● DATA
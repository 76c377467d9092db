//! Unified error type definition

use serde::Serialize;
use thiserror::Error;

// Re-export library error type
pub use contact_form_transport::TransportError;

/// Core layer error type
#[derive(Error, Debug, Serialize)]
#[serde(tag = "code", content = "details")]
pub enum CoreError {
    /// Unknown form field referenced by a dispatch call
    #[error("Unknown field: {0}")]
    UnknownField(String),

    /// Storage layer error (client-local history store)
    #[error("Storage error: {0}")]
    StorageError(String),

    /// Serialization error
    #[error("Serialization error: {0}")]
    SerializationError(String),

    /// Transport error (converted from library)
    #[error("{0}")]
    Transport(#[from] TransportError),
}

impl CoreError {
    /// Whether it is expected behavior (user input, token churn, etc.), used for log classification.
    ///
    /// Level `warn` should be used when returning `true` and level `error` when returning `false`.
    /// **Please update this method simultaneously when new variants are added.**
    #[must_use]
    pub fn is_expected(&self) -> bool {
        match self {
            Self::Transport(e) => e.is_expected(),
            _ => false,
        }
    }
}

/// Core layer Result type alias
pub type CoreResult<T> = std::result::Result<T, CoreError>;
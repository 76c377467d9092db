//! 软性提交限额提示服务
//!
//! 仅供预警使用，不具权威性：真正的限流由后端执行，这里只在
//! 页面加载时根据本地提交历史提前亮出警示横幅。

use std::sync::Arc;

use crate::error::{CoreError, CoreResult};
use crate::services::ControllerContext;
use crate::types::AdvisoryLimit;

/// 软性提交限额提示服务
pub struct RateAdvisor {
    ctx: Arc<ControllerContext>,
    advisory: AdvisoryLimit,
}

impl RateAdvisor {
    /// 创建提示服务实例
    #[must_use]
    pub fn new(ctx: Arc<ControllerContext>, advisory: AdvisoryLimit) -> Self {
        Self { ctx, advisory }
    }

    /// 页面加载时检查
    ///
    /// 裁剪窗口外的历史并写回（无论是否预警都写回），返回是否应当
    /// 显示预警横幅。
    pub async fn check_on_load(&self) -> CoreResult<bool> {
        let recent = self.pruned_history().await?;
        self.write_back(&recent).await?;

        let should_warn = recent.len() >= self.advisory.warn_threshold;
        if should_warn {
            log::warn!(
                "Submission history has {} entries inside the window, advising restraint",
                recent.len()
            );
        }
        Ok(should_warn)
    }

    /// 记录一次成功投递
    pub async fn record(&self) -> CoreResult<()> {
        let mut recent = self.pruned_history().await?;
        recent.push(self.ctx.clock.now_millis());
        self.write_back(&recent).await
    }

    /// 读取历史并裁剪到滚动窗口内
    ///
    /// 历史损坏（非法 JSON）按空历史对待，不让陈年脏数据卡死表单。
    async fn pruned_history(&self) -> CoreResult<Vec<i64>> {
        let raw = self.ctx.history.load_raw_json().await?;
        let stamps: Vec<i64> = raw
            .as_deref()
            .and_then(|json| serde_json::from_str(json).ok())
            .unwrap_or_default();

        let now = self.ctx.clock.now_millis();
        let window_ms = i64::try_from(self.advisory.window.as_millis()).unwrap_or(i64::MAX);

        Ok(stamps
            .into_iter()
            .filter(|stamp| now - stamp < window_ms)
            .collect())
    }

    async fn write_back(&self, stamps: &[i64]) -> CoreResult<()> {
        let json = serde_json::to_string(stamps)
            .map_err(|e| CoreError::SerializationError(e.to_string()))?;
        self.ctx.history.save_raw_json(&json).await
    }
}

● PROBLEM TO SOLVE
From the data above, copy each line with the string "layer" in it.

● FINAL ANSWER
/// Core layer error type
    /// Storage layer error (client-local history store)
/// Core layer Result type alias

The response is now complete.